### Task details
A line qualifies if it holds the string "super". Copy every qualifying line from the records.

Data extracted from a collection:
//! Protocol error
use std::{borrow::Cow, fmt};

use super::BackendMessage;

/// An error when translating buffer from postgres.
///
/// Any protocol error leaves the byte stream in an unknown position, the connection that produced
/// it cannot be used anymore.
pub enum ProtocolError {
    Unexpected {
        expect: Option<u8>,
        found: u8,
        phase: Option<&'static str>,
    },
    UnknownAuth {
        auth: u32,
    },
    InvalidLength {
        msgtype: u8,
        len: i64,
        max: usize,
    },
    Malformed {
        reason: Cow<'static, str>,
    },
}

impl std::error::Error for ProtocolError { }

impl fmt::Display for ProtocolError {
    fn fmt(&self, f: &mut fmt::Formatter<'_>) -> fmt::Result {
        match self {
            ProtocolError::Unexpected { expect, found, phase } => {
                let found = BackendMessage::message_name(*found);
                match expect {
                    Some(m) => {
                        write!(
                            f,
                            "Expected message `{}` found `{found}`",
                            BackendMessage::message_name(*m),
                        )?
                    },
                    None => write!(f, "Unexpected message `{found}`")?,
                }
                if let Some(phase) = phase {
                    write!(f, " in `{phase}`")?
                }
                Ok(())
            },
            ProtocolError::UnknownAuth { auth } => write!(f, "Unknown authentication request code {auth}"),
            ProtocolError::InvalidLength { msgtype, len, max } => write!(
                f,
                "Invalid length {len} for message `{}`, allowed range is 4..={max}",
                BackendMessage::message_name(*msgtype),
            ),
            ProtocolError::Malformed { reason } => write!(f, "Malformed message: {reason}"),
        }
    }
}

impl fmt::Debug for ProtocolError {
    fn fmt(&self, f: &mut fmt::Formatter<'_>) -> fmt::Result {
        fmt::Display::fmt(self, f)
    }
}

impl From<bytes::TryGetError> for ProtocolError {
    fn from(_: bytes::TryGetError) -> Self {
        Self::malformed("message body truncated")
    }
}

impl ProtocolError {
    pub(crate) fn unknown(found: u8) -> ProtocolError {
        Self::Unexpected {
            expect: None,
            found,
            phase: None,
        }
    }

    pub(crate) fn unexpected(expect: u8, found: u8) -> ProtocolError {
        Self::Unexpected {
            expect: Some(expect),
            found,
            phase: None,
        }
    }

    pub(crate) fn unexpected_phase(found: u8, phase: &'static str) -> ProtocolError {
        Self::Unexpected {
            expect: None,
            found,
            phase: Some(phase),
        }
    }

    pub(crate) fn unknown_auth(auth: u32) -> ProtocolError {
        Self::UnknownAuth { auth }
    }

    pub(crate) fn malformed(reason: impl Into<Cow<'static, str>>) -> ProtocolError {
        Self::Malformed { reason: reason.into() }
    }
}
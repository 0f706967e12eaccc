use super::ProtocolError;

/// Postgres data transmission format.
///
/// Extended query results are requested in [`Binary`][PgFormat::Binary], simple query results
/// always arrive as [`Text`][PgFormat::Text].
///
/// <https://www.postgresql.org/docs/current/protocol-overview.html#PROTOCOL-FORMAT-CODES>
#[derive(Debug, Clone, Copy, PartialEq, Eq)]
pub enum PgFormat {
    /// Text has format code zero.
    ///
    /// There is no trailing null character, and the format does not allow embedded nulls.
    Text,
    /// Binary has format code one.
    ///
    /// Integers use network byte order (most significant byte first).
    Binary,
}

impl PgFormat {
    /// Return format code for current format.
    pub fn format_code(&self) -> u16 {
        match self {
            PgFormat::Text => 0,
            PgFormat::Binary => 1,
        }
    }

    /// Parse format code sent by the backend.
    pub fn from_code(code: u16) -> Result<PgFormat, ProtocolError> {
        match code {
            0 => Ok(PgFormat::Text),
            1 => Ok(PgFormat::Binary),
            _ => Err(ProtocolError::malformed("unknown format code")),
        }
    }
}
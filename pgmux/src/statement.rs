//! Prepared statement and portal names, and the [`Statement`] handle.
use std::{
    hash::{DefaultHasher, Hash, Hasher},
    sync::{Arc, atomic::Ordering},
};

use crate::{
    Connection, Result,
    encode::Encoded,
    portal::Portal,
    postgres::{FieldDescription, Oid},
};

type AtomicId = std::sync::atomic::AtomicU32;

/// Server side object name, `q` followed by ten digits.
///
/// Names wrap after `u32::MAX`, long before that the statement cache has evicted every name
/// it handed out.
#[derive(Clone, PartialEq, Eq)]
pub struct Id([u8; 11]);

impl Id {
    pub(crate) fn unnamed() -> Self {
        Self([b'?'; 11])
    }

    pub(crate) fn next(atomic: &AtomicId) -> Self {
        let id = atomic.fetch_add(1, Ordering::Relaxed);
        let mut buf = *b"q0000000000";
        let len = buf.len();

        let mut b = itoa::Buffer::new();
        let id = b.format(id);
        let i = id.as_bytes();
        buf[len - i.len()..].copy_from_slice(i);

        Self(buf)
    }

    pub fn as_str(&self) -> &str {
        if self.is_unnamed() {
            return "";
        }
        // only ascii digits and `q` are ever written
        std::str::from_utf8(&self.0[..]).unwrap_or_default()
    }

    pub fn is_unnamed(&self) -> bool {
        self.0[0] == b'?'
    }
}

impl std::fmt::Display for Id {
    fn fmt(&self, f: &mut std::fmt::Formatter) -> std::fmt::Result {
        f.write_str(self.as_str())
    }
}

impl std::fmt::Debug for Id {
    fn fmt(&self, f: &mut std::fmt::Formatter) -> std::fmt::Result {
        f.debug_tuple("Id").field(&self.as_str()).finish()
    }
}

impl AsRef<str> for Id {
    fn as_ref(&self) -> &str {
        self.as_str()
    }
}

macro_rules! delegate {
    ($name:ident) => {
        #[derive(Clone, PartialEq, Eq)]
        pub struct $name(Id);

        impl $name {
            pub(crate) fn unnamed() -> Self {
                Self(Id::unnamed())
            }

            pub(crate) fn next() -> Self {
                static ID: AtomicId = AtomicId::new(0);
                Self(Id::next(&ID))
            }
        }

        impl std::ops::Deref for $name {
            type Target = Id;

            fn deref(&self) -> &Self::Target {
                &self.0
            }
        }

        impl std::fmt::Debug for $name {
            fn fmt(&self, f: &mut std::fmt::Formatter) -> std::fmt::Result {
                f.debug_tuple(stringify!($name)).field(&self.as_str()).finish()
            }
        }

        impl std::fmt::Display for $name {
            fn fmt(&self, f: &mut std::fmt::Formatter<'_>) -> std::fmt::Result {
                f.write_str(self.as_str())
            }
        }
    };
}

delegate!(StatementName);
delegate!(PortalName);

/// Statement cache key, the sql after rewrite and the declared parameter types.
pub(crate) fn statement_key(sql: &str, oids: &[Oid]) -> u64 {
    let mut buf = DefaultHasher::new();
    sql.hash(&mut buf);
    oids.hash(&mut buf);
    buf.finish()
}

/// Statement cache entry.
#[derive(Debug, Clone)]
pub(crate) struct Prepared {
    pub name: StatementName,
    pub columns: Option<Arc<[FieldDescription]>>,
}

/// A prepared statement.
///
/// Created by [`Connection::prepare`]. The statement lives in the connection statement cache,
/// executing it after eviction prepares it again transparently.
#[derive(Debug, Clone)]
pub struct Statement {
    pub(crate) conn: Connection,
    pub(crate) sql: Arc<str>,
    pub(crate) names: Vec<String>,
    pub(crate) name: StatementName,
    pub(crate) params: Arc<[Oid]>,
    pub(crate) columns: Option<Arc<[FieldDescription]>>,
}

impl Statement {
    /// Sql text after named parameter rewrite.
    pub fn sql(&self) -> &str {
        &self.sql
    }

    /// Server side name.
    pub fn name(&self) -> &str {
        self.name.as_str()
    }

    /// Parameter names by position, empty for positional sql.
    pub fn param_names(&self) -> &[String] {
        &self.names
    }

    /// Parameter types inferred by the server.
    pub fn param_types(&self) -> &[Oid] {
        &self.params
    }

    /// Result columns, `None` for statements returning no rows.
    pub fn columns(&self) -> Option<&[FieldDescription]> {
        self.columns.as_deref()
    }

    /// Bind parameters and start executing, returns the open portal.
    ///
    /// Parameters are converted to the types the server reported when preparing.
    pub async fn execute(&self, params: Vec<Encoded>) -> Result<Portal> {
        let params = params
            .into_iter()
            .zip(self.params.iter().copied().chain(std::iter::repeat(0)))
            .map(|(param, oid)| param.coerce(oid))
            .collect::<Result<Vec<_>>>()?;
        Portal::prepared(self.conn.clone().into(), self, params).await
    }

    /// Bind named parameters and start executing.
    pub async fn execute_named(&self, params: Vec<(String, Encoded)>) -> Result<Portal> {
        let mut ordered = Vec::with_capacity(self.names.len());
        for name in &self.names {
            let Some((_, value)) = params.iter().find(|(e, _)| e == name) else {
                return Err(crate::Error::config(format!("missing parameter `{name}`")));
            };
            ordered.push(value.clone());
        }
        self.execute(ordered).await
    }

    /// Close the statement on the server and evict it from the cache.
    pub async fn close(self) -> Result<()> {
        self.conn.close_statement(&self.sql, &self.name).await
    }
}

#[cfg(test)]
mod test {
    use super::*;

    #[test]
    fn names() {
        let a = StatementName::next();
        let b = StatementName::next();
        assert_ne!(a, b);
        assert_eq!(a.as_str().len(), 11);
        assert!(a.as_str().starts_with('q'));
        assert_eq!(StatementName::unnamed().as_str(), "");
        assert!(PortalName::unnamed().is_unnamed());
    }

    #[test]
    fn key_includes_types() {
        assert_eq!(statement_key("SELECT $1", &[23]), statement_key("SELECT $1", &[23]));
        assert_ne!(statement_key("SELECT $1", &[23]), statement_key("SELECT $1", &[20]));
        assert_ne!(statement_key("SELECT 1", &[]), statement_key("SELECT 2", &[]));
    }
}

### Solution for this task
use super::BackendMessage;
use super::ProtocolError;
    use super::*;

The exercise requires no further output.